Just when you thought it was safe to have a robust order monitoring program to detect and report suspicious orders, DEA has moved the goal post. In previous posts (here and here), we’ve talked about DEA’s “extra-regulatory” guidance on both suspicious orders and “due diligence”. In late February-early March, the DEA held a hearing in the matter of Masters Pharmaceuticals, Inc. One of the Agency’s allegations was that the Registrant failed to report certain orders as suspicious in violation of 21 C.F.R. § 1301.74(b) , which requires registrants to report orders of unusual size, unusual frequency, or those that substantially deviate from a normal ordering pattern. Several DEA employees testified, repeating portions of what the Agency has said about suspicious order monitoring in correspondence and conference presentations (but not by notice and comment rulemaking). Then a Diversion Investigator pronounced a new and expanded interpretation of the regulation. According to the Investigator, a distributor must report previously shipped orders as suspicious if the distributor subsequently decides to cease distributions to a customer as a result of conducting what the Agency calls “due diligence” (another term not found in the Agency’s regulations). The Investigator said that prior orders placed by that customer should be reported retrospectively even if the customer had not placed any orders of unusual size, pattern, or frequency. So how far back should a distributor look in order to comply with this new interpretation? The Investigator could not provide an answer on cross examination.
Without a hint of legal authority, the DEA appears to believe that orders that are not suspicious can become suspicious when a distributor decides to cease distributions to a customer because the distributor has concerns about the customer. Of course this puts a distributor in the very awkward position of reporting an order that has already been filled as “suspicious.” DEA has said in its extra-regulatory communications that registrants should not fill suspicious orders. Perhaps the Agency will extend an exception if the order in question was filled before it became suspicious. But don’t hold your breath.

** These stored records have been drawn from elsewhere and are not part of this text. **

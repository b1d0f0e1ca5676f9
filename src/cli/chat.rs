use std::io::Write;
use std::sync::Arc;

use anyhow::Result;
use rustyline::DefaultEditor;
use rustyline::error::ReadlineError;
use tokio_stream::StreamExt;

use crate::chat::{ChatRelay, SessionStore, StreamEvent};
use crate::core::AppConfig;
use crate::openai::OpenAiClient;

pub async fn run(session: Option<String>, stream: bool, config: AppConfig) -> Result<()> {
    let mut rl = DefaultEditor::new()?;

    let client = Arc::new(OpenAiClient::from_config(&config));
    let relay = ChatRelay::new(client, SessionStore::new(1), &config.system_message);
    let session_id = session.unwrap_or_else(|| uuid::Uuid::new_v4().to_string());
    println!("Session {}", session_id);

    loop {
        let readline = rl.readline(">>> ");
        match readline {
            Ok(line) => {
                let line = line.trim();
                if line.is_empty() {
                    continue;
                }
                let _ = rl.add_history_entry(line);

                if stream {
                    print_stream(&relay, &session_id, line).await?;
                } else {
                    match relay.reply(Some(&session_id), Some(line)).await {
                        Ok(reply) => println!("{}", reply),
                        Err(e) => println!("Error: {}", e),
                    }
                }
            }
            Err(ReadlineError::Interrupted) => break,
            Err(ReadlineError::Eof) => break,
            Err(err) => {
                println!("Error: {:?}", err);
                break;
            }
        }
    }

    Ok(())
}

async fn print_stream(relay: &ChatRelay, session_id: &str, line: &str) -> Result<()> {
    let mut events = match relay.reply_stream(Some(session_id), Some(line)).await {
        Ok(events) => events,
        Err(e) => {
            println!("Error: {}", e);
            return Ok(());
        }
    };

    let mut stdout = std::io::stdout();
    while let Some(event) = events.next().await {
        match event {
            StreamEvent::Fragment(fragment) => {
                write!(stdout, "{}", fragment)?;
                stdout.flush()?;
            }
            StreamEvent::Done => break,
            StreamEvent::Error(message) => {
                write!(stdout, "\nError: {}", message)?;
                break;
            }
        }
    }
    writeln!(stdout)?;

    Ok(())
}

Registrants have become accustomed to DEA regulating by letters and Power Point presentations. Now they can look forward to regulation by proclamation during administrative proceedings. But the issue is much broader than order monitoring programs. Has notice and comment rulemaking become optional? Can regulatory agencies announce new requirements under the guise of “interpreting” a regulation? And can an agency do so in an administrative proceeding governed by the APA — the very act that codifies the guarantee of due process in administrative proceedings? I find this approach to regulating very suspicious even though it was previously non-suspicious and only became suspicious after…well, you’ll have to figure it out.